Parallèlement la direction de PSA veut doubler le nombre de « CDI intérimaires », qui passerait de 400 à 800. « Elle refuse de donner le taux d’intérimaires sur l’année 2018 et se sert des nouvelles mesures pour accentuer la précarisation de l’emploi dans le groupe », dénonce Thomas Baudouin. Outre le manque de précisions sur les sites qui seraient asséchés, les négociateurs CGT ont aussi été surpris de l’absence affichée de maîtrise des nouvelles dispositions par la direction de PSA : « Auparavant les plans de départs volontaires étaient soumis aux mêmes conditions que les licenciements économiques, le délai de carence pour la prise en charge par les ASSEDIC était donc de 75 jours.
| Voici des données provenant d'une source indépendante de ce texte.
//! Vendor storefront management endpoints.

use bazaar_core::analytics::VendorAnalytics;
use bazaar_core::{
    BulkAction, ListQuery, Order, OrderFilter, OrderId, OrderStatus, Product, ProductDraft,
    ProductId, StoreSettings, VendorProductFilter,
};
use serde::{Deserialize, Serialize};
use serde::de::IgnoredAny;
use tracing::instrument;

use super::client::segment;
use super::{ApiError, ApiResult, Caller, Envelope, MarketplaceClient, Paginated};

/// One row of an inventory batch update.
#[derive(Debug, Clone, PartialEq, Eq, Serialize, Deserialize)]
#[serde(rename_all = "camelCase")]
pub struct InventoryUpdate {
    pub product_id: ProductId,
    pub inventory: u32,
}

#[derive(Serialize)]
struct InventoryBatch<'a> {
    items: &'a [InventoryUpdate],
}

#[derive(Serialize)]
#[serde(rename_all = "camelCase")]
struct ActiveRequest {
    is_active: bool,
}

#[derive(Serialize)]
struct OrderStatusRequest {
    status: OrderStatus,
}

fn product_path(id: &ProductId) -> String {
    format!("vendor/products/{}", segment(id.as_str()))
}

fn order_path(id: &OrderId) -> String {
    format!("vendor/orders/{}", segment(id.as_str()))
}

impl MarketplaceClient {
    /// One page of the vendor's products.
    ///
    /// # Errors
    ///
    /// Returns an error if the API request fails.
    #[instrument(skip(self, caller, query), fields(page = query.page))]
    pub async fn vendor_products(
        &self,
        caller: &Caller,
        query: &ListQuery<VendorProductFilter>,
    ) -> ApiResult<Paginated<Product>> {
        self.get("vendor/products", caller, &query.query_pairs())
            .await
    }

    /// Every product of the vendor, for the inventory table.
    ///
    /// # Errors
    ///
    /// Returns an error if the API request fails.
    #[instrument(skip(self, caller))]
    pub async fn vendor_inventory(&self, caller: &Caller) -> ApiResult<Vec<Product>> {
        let page: Paginated<Product> = self
            .get("vendor/products", caller, &[("limit", "500".to_string())])
            .await?;
        Ok(page.data)
    }

    /// A single product owned by the vendor.
    ///
    /// # Errors
    ///
    /// Returns an error if the API request fails.
    #[instrument(skip(self, caller), fields(product_id = %id))]
    pub async fn vendor_product(&self, caller: &Caller, id: &ProductId) -> ApiResult<Product> {
        let envelope: Envelope<Product> = self.get(&product_path(id), caller, &[]).await?;
        Ok(envelope.data)
    }

    /// Create a product. New products start pending approval.
    ///
    /// # Errors
    ///
    /// Returns an error if the API request fails.
    #[instrument(skip(self, caller, draft), fields(name = %draft.name))]
    pub async fn create_product(&self, caller: &Caller, draft: &ProductDraft) -> ApiResult<Product> {
        let envelope: Envelope<Product> = self.post("vendor/products", caller, draft).await?;
        Ok(envelope.data)
    }

    /// Replace a product's editable fields.
    ///
    /// # Errors
    ///
    /// Returns an error if the API request fails.
    #[instrument(skip(self, caller, draft), fields(product_id = %id))]
    pub async fn update_product(
        &self,
        caller: &Caller,
        id: &ProductId,
        draft: &ProductDraft,
    ) -> ApiResult<Product> {
        let envelope: Envelope<Product> = self.put(&product_path(id), caller, draft).await?;
        Ok(envelope.data)
    }

    /// Delete a product.
    ///
    /// # Errors
    ///
    /// Returns an error if the API request fails.
    #[instrument(skip(self, caller), fields(product_id = %id))]
    pub async fn delete_product(&self, caller: &Caller, id: &ProductId) -> ApiResult<()> {
        self.delete(&product_path(id), caller).await
    }

    /// Activate or deactivate a product.
    ///
    /// # Errors
    ///
    /// Returns an error if the API request fails.
    #[instrument(skip(self, caller), fields(product_id = %id))]
    pub async fn set_product_active(
        &self,
        caller: &Caller,
        id: &ProductId,
        is_active: bool,
    ) -> ApiResult<()> {
        let _: IgnoredAny = self
            .patch(
                &format!("{}/status", product_path(id)),
                caller,
                &ActiveRequest { is_active },
            )
            .await?;
        Ok(())
    }

    /// Run one bulk action on one of the vendor's products.
    ///
    /// # Errors
    ///
    /// Returns `ApiError::Forbidden` for moderation actions, which vendors
    /// cannot perform, or another error if the API request fails.
    pub async fn vendor_bulk_action(
        &self,
        caller: &Caller,
        id: &ProductId,
        action: BulkAction,
    ) -> ApiResult<()> {
        match action {
            BulkAction::Activate => self.set_product_active(caller, id, true).await,
            BulkAction::Deactivate => self.set_product_active(caller, id, false).await,
            BulkAction::Delete => self.delete_product(caller, id).await,
            BulkAction::Approve | BulkAction::Reject => Err(ApiError::Forbidden),
        }
    }

    /// Set inventory for several products in one request.
    ///
    /// # Errors
    ///
    /// Returns an error if the API request fails.
    #[instrument(skip(self, caller, updates), fields(count = updates.len()))]
    pub async fn update_inventory(
        &self,
        caller: &Caller,
        updates: &[InventoryUpdate],
    ) -> ApiResult<()> {
        let _: IgnoredAny = self
            .patch(
                "vendor/inventory/batch",
                caller,
                &InventoryBatch { items: updates },
            )
            .await?;
        Ok(())
    }

    /// One page of the vendor's orders.
    ///
    /// # Errors
    ///
    /// Returns an error if the API request fails.
    #[instrument(skip(self, caller, query), fields(page = query.page))]
    pub async fn vendor_orders(
        &self,
        caller: &Caller,
        query: &ListQuery<OrderFilter>,
    ) -> ApiResult<Paginated<Order>> {
        self.get("vendor/orders", caller, &query.query_pairs()).await
    }

    /// A single order.
    ///
    /// # Errors
    ///
    /// Returns an error if the API request fails.
    #[instrument(skip(self, caller), fields(order_id = %id))]
    pub async fn vendor_order(&self, caller: &Caller, id: &OrderId) -> ApiResult<Order> {
        let envelope: Envelope<Order> = self.get(&order_path(id), caller, &[]).await?;
        Ok(envelope.data)
    }

    /// Move an order to a new status; returns the updated order.
    ///
    /// # Errors
    ///
    /// Returns an error if the API request fails.
    #[instrument(skip(self, caller), fields(order_id = %id, status = %status))]
    pub async fn update_order_status(
        &self,
        caller: &Caller,
        id: &OrderId,
        status: OrderStatus,
    ) -> ApiResult<Order> {
        let envelope: Envelope<Order> = self
            .patch(
                &format!("{}/status", order_path(id)),
                caller,
                &OrderStatusRequest { status },
            )
            .await?;
        Ok(envelope.data)
    }

    /// Sales summary for the dashboard.
    ///
    /// # Errors
    ///
    /// Returns an error if the API request fails.
    #[instrument(skip(self, caller))]
    pub async fn vendor_analytics(&self, caller: &Caller) -> ApiResult<VendorAnalytics> {
        let envelope: Envelope<VendorAnalytics> =
            self.get("vendor/analytics", caller, &[]).await?;
        Ok(envelope.data)
    }

    /// The vendor's store settings.
    ///
    /// # Errors
    ///
    /// Returns an error if the API request fails.
    #[instrument(skip(self, caller))]
    pub async fn store_settings(&self, caller: &Caller) -> ApiResult<StoreSettings> {
        let envelope: Envelope<StoreSettings> = self.get("vendor/store", caller, &[]).await?;
        Ok(envelope.data)
    }

    /// Save store settings; returns what the backend stored.
    ///
    /// # Errors
    ///
    /// Returns an error if the API request fails.
    #[instrument(skip(self, caller, settings), fields(slug = %settings.slug))]
    pub async fn update_store_settings(
        &self,
        caller: &Caller,
        settings: &StoreSettings,
    ) -> ApiResult<StoreSettings> {
        let envelope: Envelope<StoreSettings> =
            self.put("vendor/store", caller, settings).await?;
        Ok(envelope.data)
    }
}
Or, pour une rupture conventionnelle le délai est doublé et PSA est incapable de préciser si la rupture conventionnelle collective implique aussi ce délai de carence doublé. ».

Entre le constat des lignes de production vidées d’une partie importante des personnels, le travail qui se dégrade et la perspective de nouvelles suppressions d’emplois, c’est l’inquiétude qui prédomine parmi les salariés. Pour la FTM-CGT, il est temps que « patrons et politiques revoient leur copie. » Et le syndicat compte bien s’y employer.